Form and Function: Visualizing the Shape of Cities

Visualizing the Shape of Cities and Economies

The Industrial Revolution changed the form and function of cities. New patterns of work resulted in massive wealth and distinct advantages for certain regions. Urbanization emerged as a defining characteristic of this age.

During the latter part of the Industrial Revolution, Cambridge School economist Alfred Marshall looked at a particular question: why did certain industries concentrate in specific places?

Marshall argued that the local concentration of industry created powerful economies promoting technical dynamism and innovation.

This Chart of the Week highlights the spatial patterns and business relationships created at the urban scale. Marshall’s insights from the past help us understand present-day tech and media economies and the massive growth of urban regions.

The Logic of Concentration

Marshall observed that industrial concentration led to long-term tendencies such as increasing returns on capital and compounding regional advantages.

The heart of this observation is that knowledge resides within the companies that make up a particular industry. Over time, these companies can accumulate even more information and direct the flow of new and innovative ideas. This creates local specialization and increasing profits, while also concentrating success, knowledge, and wealth into one key locale.

He defined this pattern as a Marshallian Industrial District.

An Evolving Landscape: Four Patterns

Marshall’s work would later influence the work of Ann Markusen, who created a typology of three additional industrial patterns. The patterns identify what makes a city attractive or repellent to income-generating activities.

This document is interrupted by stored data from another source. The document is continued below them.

//! # Connection Manager
//!
//! The only public entry point of the inventory client. Owns the connection
//! lifecycle and composes the decoder, the store and the command channel.
//!
//! ## Manager Architecture
//! ```text
//! ┌─────────────────────────────────────────────────────────────────────────┐
//! │                    ConnectionManager Architecture                       │
//! │                                                                         │
//! │  CALLER THREADS (never wait on the network)                            │
//! │  ──────────────────────────────────────────                            │
//! │  snapshot() / connection_state() / last_error() / subscribe()          │
//! │        │ read                                                           │
//! │        ▼                                                                │
//! │  ┌──────────────┐   send_command()   ┌──────────────┐                  │
//! │  │ ReplicaStore │ ◄───────────────── │CommandChannel│ ── try_send ──┐  │
//! │  └──────▲───────┘   (state check)    └──────────────┘               │  │
//! │         │ apply / set_connection_state / record_error               │  │
//! │         │                                                           ▼  │
//! │  ┌──────┴──────────────────────────────────────────────────────────────┐│
//! │  │  DRIVER TASK (one per client, sole writer)                          ││
//! │  │                                                                     ││
//! │  │  ConnectionMachine ── Connecting ─► dial (connect timeout)          ││
//! │  │                    ── Connected  ─► frames → decode → apply         ││
//! │  │                                     commands → send_text            ││
//! │  │                                     keepalive ping                  ││
//! │  │                    ── Backoff    ─► retry timer                     ││
//! │  │                    ── Failed     ─► wait for resync()               ││
//! │  └──────▲──────────────────────────────────────────────────────────────┘│
//! │         │ Control::{Resync, Shutdown}                                   │
//! │  resync() / shutdown()                                                  │
//! │                                                                         │
//! │  STATUS EVENTS (InventoryEventEmitter):                                │
//! │  • emit_status(state)            every state change                    │
//! │  • emit_error(err, retryable)    transport/protocol errors (true)      │
//! │                                  exhausted retries (false)             │
//! └─────────────────────────────────────────────────────────────────────────┘
//! ```
//!
//! Every input the driver reacts to (socket frame, timer, command, control
//! request) is handled to completion before the next one, so replica writes
//! and state transitions never interleave.

use std::sync::atomic::{AtomicBool, Ordering};
use std::sync::{Arc, Mutex, MutexGuard, PoisonError};
use std::time::Duration;
use tokio::sync::mpsc;
use tokio::task::JoinHandle;
use tokio::time::{interval_at, timeout, Instant, MissedTickBehavior};
use tracing::{debug, error, info, info_span, warn, Instrument};
use uuid::Uuid;

use stockwire_core::{Replica, UpdateEvent};

use crate::command::CommandChannel;
use crate::config::ClientConfig;
use crate::error::{SyncError, SyncResult};
use crate::machine::{ConnectionMachine, ConnectionState, Transition};
use crate::protocol::{decode_frame, preview, Command};
use crate::store::{ReplicaStore, StoreSnapshot, Subscription};
use crate::transport::{Connection, Connector, WsConnector};

// =============================================================================
// Event Emitter Trait
// =============================================================================

/// Trait for surfacing client events to a host (UI toasts, status bars).
pub trait InventoryEventEmitter: Send + Sync {
    /// Emits a connection state change.
    fn emit_status(&self, state: ConnectionState);

    /// Emits an error. `retryable` is false only when the client gave up.
    fn emit_error(&self, error: &SyncError, retryable: bool);
}

/// No-op event emitter.
pub struct NoOpEmitter;

impl InventoryEventEmitter for NoOpEmitter {
    fn emit_status(&self, _state: ConnectionState) {}
    fn emit_error(&self, _error: &SyncError, _retryable: bool) {}
}

// =============================================================================
// Connection Manager
// =============================================================================

/// Requests from the public API to the driver task.
#[derive(Debug, Clone, Copy, PartialEq, Eq)]
enum Control {
    Resync,
    Shutdown,
}

/// Flags shared between the manager and its driver.
#[derive(Debug, Default)]
struct DriverFlags {
    /// Set once shutdown begins; late frames and transitions are discarded.
    closing: AtomicBool,
    /// True while a backoff timer is armed.
    retry_pending: AtomicBool,
}

impl DriverFlags {
    fn is_closing(&self) -> bool {
        self.closing.load(Ordering::SeqCst)
    }
}

/// Everything the driver takes ownership of on `start()`.
struct DriverParts<C> {
    connector: C,
    command_rx: mpsc::Receiver<Command>,
    control_rx: mpsc::UnboundedReceiver<Control>,
}

/// Inventory feed client.
///
/// ## Usage
/// ```rust,ignore
/// let config = ClientConfig::load(None)?;
/// let client = ConnectionManager::new(config)?;
///
/// let _subscription = client.subscribe(|snapshot| {
///     println!("{} items ({})", snapshot.replica.len(), snapshot.connection);
/// });
/// client.start()?;
///
/// // Later: manual refresh, then teardown
/// client.send_command(Command::GetInventory)?;
/// client.shutdown().await?;
/// ```
pub struct ConnectionManager<C: Connector = WsConnector> {
    /// Client identity (tracing span field).
    id: Uuid,

    /// Validated configuration.
    config: ClientConfig,

    store: Arc<ReplicaStore>,

    commands: CommandChannel,

    control_tx: mpsc::UnboundedSender<Control>,

    emitter: Arc<dyn InventoryEventEmitter>,

    flags: Arc<DriverFlags>,

    /// Present until `start()` hands it to the driver.
    parts: Mutex<Option<DriverParts<C>>>,

    /// Driver task handle (set after start).
    task: Mutex<Option<JoinHandle<()>>>,
}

District Type: Description: Example:
Marshallian Industrial District This is a clustering of firms in a similar industry, operating within a certain geographic area. Social media marketing companies in San Francisco
Satellite Platform District A set of unconnected branches with links beyond regional boundaries, each part of its own globally oriented supply chain. Suburban neighborhoods
Hub and Spoke District An industrial sector with suppliers clustering around one, or several, dominant firms. Airplane manufacturer Boeing and the region of Seattle.
State-anchored District Industrial activities are anchored to a region by a public or non-profit entity, such as a military base, a university, or a concentration of public laboratories or government offices. Madison, WI and Columbus, OH are examples of university towns, as are many cities with large defense installations such as Pearl Harbor in Hawaii.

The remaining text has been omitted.